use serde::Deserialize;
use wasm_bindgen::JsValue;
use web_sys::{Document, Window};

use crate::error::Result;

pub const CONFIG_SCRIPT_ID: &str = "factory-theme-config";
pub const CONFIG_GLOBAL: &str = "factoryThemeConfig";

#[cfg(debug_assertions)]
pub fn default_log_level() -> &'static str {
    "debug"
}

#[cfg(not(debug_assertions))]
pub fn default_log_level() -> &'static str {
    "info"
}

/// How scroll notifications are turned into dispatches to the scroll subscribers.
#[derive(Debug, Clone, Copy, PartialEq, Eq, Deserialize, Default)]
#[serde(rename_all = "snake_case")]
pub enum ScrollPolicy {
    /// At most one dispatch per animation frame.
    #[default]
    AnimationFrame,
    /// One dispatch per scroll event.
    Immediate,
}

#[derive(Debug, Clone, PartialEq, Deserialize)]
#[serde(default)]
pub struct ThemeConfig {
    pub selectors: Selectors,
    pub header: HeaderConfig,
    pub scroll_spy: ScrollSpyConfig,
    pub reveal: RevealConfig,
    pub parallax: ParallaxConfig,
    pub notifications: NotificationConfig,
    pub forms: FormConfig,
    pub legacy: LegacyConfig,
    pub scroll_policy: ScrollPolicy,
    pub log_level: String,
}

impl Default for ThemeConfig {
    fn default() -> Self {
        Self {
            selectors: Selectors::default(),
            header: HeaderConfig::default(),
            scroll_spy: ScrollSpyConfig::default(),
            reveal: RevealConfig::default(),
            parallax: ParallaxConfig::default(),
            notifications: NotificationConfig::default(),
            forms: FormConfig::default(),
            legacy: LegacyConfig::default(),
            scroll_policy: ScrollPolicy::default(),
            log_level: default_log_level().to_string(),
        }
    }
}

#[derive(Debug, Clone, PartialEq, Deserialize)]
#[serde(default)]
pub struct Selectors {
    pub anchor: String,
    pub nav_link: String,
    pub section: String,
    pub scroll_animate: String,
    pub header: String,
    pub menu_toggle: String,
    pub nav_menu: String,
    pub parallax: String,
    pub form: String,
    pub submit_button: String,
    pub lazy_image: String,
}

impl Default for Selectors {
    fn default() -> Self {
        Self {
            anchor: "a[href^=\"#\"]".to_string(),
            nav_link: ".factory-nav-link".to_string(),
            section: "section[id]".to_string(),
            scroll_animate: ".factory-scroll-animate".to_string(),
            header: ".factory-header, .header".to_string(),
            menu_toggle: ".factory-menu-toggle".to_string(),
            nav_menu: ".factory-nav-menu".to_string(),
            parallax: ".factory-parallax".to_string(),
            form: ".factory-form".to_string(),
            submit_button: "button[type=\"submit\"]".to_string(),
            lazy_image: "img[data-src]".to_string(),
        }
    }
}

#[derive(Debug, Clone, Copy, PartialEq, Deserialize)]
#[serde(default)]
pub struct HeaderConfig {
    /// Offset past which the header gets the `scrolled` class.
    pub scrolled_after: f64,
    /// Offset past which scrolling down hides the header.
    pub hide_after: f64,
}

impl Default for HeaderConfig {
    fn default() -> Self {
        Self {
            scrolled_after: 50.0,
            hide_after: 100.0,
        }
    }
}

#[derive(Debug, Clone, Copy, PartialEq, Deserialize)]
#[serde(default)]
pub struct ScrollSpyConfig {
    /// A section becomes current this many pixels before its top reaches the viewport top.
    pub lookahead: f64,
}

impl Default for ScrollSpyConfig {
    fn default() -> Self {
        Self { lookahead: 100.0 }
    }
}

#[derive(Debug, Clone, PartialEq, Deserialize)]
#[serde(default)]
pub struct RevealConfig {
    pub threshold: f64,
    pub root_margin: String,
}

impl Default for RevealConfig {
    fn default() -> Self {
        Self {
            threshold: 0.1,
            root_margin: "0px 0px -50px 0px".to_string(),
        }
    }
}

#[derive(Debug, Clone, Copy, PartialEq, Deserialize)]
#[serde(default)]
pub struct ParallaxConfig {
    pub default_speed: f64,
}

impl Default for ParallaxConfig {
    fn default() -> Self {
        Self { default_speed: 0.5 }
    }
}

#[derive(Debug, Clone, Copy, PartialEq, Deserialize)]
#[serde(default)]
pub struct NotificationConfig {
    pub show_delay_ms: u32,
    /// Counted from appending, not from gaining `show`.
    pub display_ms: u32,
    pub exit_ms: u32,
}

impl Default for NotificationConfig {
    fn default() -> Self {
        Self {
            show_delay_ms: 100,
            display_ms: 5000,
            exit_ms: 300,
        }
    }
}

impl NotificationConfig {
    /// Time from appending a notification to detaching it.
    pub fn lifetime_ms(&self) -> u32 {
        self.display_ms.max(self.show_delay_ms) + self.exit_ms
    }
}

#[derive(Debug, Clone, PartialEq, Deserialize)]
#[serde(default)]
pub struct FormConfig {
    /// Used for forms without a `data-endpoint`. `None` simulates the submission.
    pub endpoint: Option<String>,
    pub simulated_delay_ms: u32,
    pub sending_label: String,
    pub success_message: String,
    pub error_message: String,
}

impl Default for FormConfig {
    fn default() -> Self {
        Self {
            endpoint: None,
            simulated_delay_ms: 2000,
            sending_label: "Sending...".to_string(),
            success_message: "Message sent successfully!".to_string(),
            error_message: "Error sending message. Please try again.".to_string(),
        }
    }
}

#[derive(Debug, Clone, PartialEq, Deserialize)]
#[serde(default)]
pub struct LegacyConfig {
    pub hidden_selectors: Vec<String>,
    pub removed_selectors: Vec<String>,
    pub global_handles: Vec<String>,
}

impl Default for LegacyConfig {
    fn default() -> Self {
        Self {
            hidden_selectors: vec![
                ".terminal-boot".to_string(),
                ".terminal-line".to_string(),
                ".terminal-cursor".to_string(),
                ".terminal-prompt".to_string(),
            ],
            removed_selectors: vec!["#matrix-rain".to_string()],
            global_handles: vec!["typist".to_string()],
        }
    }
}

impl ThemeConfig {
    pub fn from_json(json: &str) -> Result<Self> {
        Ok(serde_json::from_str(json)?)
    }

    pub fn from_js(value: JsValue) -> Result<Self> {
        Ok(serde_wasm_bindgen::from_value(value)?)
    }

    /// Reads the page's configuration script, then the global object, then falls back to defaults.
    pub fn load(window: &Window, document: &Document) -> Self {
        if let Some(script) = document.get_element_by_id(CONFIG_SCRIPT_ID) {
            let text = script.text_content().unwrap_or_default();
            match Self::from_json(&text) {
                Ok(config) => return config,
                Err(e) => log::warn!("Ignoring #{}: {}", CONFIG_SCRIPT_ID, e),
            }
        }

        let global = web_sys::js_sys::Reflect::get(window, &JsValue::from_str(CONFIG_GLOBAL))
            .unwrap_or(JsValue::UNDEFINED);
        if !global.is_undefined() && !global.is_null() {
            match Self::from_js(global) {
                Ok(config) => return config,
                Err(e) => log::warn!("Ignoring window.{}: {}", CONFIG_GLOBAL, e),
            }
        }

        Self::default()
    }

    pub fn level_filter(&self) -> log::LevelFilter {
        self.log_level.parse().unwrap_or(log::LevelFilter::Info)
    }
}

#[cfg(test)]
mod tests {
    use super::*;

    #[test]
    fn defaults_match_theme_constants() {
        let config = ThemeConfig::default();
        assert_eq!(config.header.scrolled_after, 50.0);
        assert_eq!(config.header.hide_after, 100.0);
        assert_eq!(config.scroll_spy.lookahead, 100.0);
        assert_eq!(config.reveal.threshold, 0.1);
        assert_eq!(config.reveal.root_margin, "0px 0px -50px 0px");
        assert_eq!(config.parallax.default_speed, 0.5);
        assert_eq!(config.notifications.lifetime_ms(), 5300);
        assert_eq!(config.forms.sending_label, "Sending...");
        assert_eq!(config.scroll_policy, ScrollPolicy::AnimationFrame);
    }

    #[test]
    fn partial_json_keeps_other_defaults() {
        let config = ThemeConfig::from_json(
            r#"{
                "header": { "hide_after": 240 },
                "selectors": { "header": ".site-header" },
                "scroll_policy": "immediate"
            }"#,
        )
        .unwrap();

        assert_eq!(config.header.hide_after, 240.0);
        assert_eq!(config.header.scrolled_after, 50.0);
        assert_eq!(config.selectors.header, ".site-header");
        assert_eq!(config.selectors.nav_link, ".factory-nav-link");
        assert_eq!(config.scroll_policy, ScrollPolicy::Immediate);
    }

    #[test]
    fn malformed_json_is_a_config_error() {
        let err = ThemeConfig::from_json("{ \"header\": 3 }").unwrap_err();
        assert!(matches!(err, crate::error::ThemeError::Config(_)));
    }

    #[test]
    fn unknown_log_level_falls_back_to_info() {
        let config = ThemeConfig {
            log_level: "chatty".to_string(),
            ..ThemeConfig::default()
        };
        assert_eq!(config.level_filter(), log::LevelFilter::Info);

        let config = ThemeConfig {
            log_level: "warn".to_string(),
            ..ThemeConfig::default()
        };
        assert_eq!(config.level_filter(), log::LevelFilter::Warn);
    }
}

____

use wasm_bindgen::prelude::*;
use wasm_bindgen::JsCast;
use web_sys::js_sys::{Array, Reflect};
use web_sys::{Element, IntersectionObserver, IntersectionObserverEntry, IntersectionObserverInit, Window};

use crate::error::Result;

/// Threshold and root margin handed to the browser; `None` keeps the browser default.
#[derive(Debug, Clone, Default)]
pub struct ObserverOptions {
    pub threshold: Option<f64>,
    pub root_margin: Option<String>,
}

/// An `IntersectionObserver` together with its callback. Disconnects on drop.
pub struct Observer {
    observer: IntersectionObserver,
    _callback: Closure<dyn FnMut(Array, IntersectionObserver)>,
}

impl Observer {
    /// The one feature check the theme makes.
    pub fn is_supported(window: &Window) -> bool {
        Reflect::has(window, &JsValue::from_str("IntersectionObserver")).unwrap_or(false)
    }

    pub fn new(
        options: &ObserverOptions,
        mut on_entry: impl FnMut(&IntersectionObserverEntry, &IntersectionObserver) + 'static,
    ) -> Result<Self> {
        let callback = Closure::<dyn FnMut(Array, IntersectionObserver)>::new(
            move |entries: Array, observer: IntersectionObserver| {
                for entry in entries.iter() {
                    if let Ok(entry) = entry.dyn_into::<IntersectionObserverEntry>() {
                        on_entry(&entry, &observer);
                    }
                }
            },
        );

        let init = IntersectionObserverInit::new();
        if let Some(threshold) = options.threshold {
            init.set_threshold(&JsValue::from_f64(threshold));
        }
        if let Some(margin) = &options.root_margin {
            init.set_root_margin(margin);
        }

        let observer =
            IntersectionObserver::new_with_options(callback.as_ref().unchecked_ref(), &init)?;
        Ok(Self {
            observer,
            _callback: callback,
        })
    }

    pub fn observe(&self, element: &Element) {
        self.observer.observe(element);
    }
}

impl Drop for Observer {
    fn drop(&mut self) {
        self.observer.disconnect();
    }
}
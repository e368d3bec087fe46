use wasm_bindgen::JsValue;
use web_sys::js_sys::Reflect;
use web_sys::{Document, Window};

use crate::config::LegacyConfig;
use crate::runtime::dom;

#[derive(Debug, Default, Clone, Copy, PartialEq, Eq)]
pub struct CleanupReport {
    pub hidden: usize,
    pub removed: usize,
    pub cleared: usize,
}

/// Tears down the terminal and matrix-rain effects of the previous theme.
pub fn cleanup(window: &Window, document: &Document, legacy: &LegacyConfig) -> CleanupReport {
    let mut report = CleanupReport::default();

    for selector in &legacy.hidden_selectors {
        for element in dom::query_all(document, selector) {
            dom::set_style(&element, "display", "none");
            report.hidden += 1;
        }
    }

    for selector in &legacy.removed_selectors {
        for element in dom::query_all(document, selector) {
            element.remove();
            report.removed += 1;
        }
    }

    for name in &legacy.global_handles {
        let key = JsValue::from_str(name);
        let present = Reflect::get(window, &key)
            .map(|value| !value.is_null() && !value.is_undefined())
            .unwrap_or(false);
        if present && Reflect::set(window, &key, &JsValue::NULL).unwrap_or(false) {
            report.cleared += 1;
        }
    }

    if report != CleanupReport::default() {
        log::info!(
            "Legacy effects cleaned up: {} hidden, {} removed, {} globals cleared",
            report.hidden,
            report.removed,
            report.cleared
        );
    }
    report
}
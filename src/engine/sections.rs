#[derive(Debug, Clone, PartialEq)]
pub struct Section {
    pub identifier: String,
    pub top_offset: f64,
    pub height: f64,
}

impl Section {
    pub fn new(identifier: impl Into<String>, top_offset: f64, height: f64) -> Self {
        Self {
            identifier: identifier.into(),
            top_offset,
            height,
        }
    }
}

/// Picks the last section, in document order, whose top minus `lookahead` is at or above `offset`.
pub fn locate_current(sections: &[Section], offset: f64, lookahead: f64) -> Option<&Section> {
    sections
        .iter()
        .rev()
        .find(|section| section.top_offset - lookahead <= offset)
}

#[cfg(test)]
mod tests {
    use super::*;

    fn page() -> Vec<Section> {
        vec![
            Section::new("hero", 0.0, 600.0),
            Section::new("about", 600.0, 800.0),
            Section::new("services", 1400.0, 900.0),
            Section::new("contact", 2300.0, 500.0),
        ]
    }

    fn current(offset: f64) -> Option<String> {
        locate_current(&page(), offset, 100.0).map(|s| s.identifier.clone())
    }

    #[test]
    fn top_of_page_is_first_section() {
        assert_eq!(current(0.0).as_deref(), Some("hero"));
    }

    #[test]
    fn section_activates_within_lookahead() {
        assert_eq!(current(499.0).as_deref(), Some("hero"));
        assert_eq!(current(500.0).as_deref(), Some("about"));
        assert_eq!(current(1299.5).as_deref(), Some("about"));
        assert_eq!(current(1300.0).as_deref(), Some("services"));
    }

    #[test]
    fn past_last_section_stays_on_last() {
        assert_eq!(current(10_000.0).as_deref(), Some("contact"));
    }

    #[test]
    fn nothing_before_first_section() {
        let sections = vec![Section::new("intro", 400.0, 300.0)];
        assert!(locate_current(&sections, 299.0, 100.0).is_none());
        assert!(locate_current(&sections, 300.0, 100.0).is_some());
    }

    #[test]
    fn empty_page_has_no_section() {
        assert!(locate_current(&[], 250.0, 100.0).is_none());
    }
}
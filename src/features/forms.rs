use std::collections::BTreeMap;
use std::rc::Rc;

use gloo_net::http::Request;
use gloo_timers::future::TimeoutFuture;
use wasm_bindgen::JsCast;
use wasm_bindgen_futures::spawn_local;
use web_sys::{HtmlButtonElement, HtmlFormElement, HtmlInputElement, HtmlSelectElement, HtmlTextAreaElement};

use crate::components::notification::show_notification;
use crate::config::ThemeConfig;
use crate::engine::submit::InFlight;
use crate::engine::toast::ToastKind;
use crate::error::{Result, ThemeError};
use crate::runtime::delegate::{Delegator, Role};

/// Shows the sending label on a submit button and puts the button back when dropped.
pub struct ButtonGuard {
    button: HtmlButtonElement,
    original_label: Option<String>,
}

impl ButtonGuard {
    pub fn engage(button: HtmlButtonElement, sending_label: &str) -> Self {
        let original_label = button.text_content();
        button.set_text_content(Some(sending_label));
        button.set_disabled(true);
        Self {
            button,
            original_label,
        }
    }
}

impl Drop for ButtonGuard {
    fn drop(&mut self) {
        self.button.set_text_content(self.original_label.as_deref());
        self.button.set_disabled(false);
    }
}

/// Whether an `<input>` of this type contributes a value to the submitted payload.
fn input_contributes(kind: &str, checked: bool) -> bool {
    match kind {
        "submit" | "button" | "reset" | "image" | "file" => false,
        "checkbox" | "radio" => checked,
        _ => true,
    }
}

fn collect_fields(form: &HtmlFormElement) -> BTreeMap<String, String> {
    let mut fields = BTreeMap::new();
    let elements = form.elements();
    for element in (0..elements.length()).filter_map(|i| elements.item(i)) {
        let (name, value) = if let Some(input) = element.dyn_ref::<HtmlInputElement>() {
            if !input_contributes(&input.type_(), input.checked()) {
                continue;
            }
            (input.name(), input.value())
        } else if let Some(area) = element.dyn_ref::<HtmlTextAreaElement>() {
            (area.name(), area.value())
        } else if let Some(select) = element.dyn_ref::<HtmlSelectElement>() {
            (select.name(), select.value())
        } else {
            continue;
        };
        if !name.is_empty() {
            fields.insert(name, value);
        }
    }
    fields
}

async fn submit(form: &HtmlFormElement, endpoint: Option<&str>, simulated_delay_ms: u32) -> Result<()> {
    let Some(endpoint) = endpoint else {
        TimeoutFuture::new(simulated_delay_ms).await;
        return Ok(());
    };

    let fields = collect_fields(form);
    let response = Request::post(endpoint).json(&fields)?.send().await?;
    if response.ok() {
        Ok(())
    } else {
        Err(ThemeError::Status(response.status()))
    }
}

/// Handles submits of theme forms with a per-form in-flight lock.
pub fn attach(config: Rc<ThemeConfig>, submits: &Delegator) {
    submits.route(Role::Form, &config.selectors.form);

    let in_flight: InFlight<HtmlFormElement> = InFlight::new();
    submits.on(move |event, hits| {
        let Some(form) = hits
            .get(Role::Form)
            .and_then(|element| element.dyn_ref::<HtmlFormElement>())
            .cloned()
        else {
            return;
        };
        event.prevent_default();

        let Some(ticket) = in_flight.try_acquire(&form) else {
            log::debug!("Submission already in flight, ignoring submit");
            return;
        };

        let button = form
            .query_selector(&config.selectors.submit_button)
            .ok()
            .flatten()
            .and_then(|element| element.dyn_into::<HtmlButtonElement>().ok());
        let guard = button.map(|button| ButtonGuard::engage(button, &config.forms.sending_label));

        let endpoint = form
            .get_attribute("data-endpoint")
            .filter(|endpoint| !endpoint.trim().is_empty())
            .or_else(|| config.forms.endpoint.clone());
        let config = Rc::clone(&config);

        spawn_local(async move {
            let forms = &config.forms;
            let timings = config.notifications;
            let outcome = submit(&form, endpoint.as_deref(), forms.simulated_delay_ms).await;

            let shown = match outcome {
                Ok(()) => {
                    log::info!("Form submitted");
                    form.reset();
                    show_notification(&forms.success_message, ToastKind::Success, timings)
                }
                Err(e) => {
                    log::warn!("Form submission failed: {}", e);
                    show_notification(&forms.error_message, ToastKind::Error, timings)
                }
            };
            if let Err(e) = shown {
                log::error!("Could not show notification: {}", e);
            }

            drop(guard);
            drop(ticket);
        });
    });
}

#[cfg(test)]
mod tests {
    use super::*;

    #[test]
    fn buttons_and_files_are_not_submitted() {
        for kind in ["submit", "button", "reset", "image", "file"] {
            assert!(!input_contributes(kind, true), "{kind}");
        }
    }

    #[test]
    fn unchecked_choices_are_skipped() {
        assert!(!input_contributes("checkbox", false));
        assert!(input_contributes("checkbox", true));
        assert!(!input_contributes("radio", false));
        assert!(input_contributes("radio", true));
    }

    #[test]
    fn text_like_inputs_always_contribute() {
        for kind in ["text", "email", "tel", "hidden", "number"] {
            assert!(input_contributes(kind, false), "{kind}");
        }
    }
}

____

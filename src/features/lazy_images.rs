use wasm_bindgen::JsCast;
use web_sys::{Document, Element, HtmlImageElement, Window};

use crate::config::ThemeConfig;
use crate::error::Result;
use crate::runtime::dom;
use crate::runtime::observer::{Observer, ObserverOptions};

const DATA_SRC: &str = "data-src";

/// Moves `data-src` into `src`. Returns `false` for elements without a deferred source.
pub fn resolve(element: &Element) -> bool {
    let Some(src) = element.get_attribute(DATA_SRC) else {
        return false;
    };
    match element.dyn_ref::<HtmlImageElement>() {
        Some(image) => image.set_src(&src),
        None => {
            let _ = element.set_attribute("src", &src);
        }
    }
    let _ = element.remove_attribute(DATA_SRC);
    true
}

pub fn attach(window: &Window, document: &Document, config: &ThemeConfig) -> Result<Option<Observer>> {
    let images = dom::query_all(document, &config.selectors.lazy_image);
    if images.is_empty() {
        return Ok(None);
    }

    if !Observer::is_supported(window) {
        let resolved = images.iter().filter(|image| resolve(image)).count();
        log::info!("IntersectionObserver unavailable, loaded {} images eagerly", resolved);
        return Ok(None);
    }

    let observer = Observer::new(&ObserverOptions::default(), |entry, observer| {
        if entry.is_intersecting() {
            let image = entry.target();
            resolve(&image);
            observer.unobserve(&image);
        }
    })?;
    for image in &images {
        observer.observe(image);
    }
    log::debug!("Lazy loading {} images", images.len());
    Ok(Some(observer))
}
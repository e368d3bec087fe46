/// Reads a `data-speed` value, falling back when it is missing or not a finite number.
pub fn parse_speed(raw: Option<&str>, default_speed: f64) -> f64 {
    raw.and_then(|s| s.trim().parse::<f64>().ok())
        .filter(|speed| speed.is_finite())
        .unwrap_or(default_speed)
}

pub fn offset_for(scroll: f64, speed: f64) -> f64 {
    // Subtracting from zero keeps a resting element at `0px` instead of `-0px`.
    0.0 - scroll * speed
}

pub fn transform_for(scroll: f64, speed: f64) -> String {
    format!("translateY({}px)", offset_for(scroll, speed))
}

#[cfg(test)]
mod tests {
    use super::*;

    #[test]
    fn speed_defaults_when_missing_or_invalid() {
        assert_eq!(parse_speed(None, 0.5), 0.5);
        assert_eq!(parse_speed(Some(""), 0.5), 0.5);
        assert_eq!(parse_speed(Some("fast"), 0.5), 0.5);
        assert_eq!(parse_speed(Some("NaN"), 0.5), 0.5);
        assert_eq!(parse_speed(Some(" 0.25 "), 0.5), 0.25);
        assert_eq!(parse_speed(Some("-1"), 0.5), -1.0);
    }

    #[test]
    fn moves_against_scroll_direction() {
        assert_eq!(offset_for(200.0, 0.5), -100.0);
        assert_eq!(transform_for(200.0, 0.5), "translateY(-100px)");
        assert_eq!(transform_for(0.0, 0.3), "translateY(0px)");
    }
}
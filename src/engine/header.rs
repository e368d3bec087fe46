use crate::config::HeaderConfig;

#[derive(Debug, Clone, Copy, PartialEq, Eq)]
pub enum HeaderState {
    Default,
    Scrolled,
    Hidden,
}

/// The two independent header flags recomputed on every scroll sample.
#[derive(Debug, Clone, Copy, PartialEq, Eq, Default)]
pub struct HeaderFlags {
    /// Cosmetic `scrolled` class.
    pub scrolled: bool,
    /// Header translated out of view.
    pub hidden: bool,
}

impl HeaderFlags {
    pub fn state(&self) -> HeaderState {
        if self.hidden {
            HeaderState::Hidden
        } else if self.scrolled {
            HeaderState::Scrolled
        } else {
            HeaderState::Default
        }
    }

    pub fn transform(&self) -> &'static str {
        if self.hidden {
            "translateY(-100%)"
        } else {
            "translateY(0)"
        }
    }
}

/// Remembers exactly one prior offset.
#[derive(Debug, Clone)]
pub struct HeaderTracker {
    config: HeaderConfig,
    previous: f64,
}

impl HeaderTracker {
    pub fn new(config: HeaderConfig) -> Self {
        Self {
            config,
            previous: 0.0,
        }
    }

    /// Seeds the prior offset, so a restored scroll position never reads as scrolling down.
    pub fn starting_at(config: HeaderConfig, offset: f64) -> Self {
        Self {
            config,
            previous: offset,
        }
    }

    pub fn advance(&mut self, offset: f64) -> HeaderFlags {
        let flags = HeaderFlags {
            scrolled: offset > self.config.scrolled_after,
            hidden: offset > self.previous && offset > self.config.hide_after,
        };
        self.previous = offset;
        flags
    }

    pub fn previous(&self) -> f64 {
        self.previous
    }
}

____

WORK REQUEST: Set down precisely the lines above between the line holding "else if self.scrolled" and the line holding "pub fn previous(&self)", inclusive, and nothing beyond them.

EXERCISE ANSWER:
        } else if self.scrolled {
            HeaderState::Scrolled
        } else {
            HeaderState::Default
        }
    }

    pub fn transform(&self) -> &'static str {
        if self.hidden {
            "translateY(-100%)"
        } else {
            "translateY(0)"
        }
    }
}

/// Remembers exactly one prior offset.
#[derive(Debug, Clone)]
pub struct HeaderTracker {
    config: HeaderConfig,
    previous: f64,
}

impl HeaderTracker {
    pub fn new(config: HeaderConfig) -> Self {
        Self {
            config,
            previous: 0.0,
        }
    }

    /// Seeds the prior offset, so a restored scroll position never reads as scrolling down.
    pub fn starting_at(config: HeaderConfig, offset: f64) -> Self {
        Self {
            config,
            previous: offset,
        }
    }

    pub fn advance(&mut self, offset: f64) -> HeaderFlags {
        let flags = HeaderFlags {
            scrolled: offset > self.config.scrolled_after,
            hidden: offset > self.previous && offset > self.config.hide_after,
        };
        self.previous = offset;
        flags
    }

    pub fn previous(&self) -> f64 {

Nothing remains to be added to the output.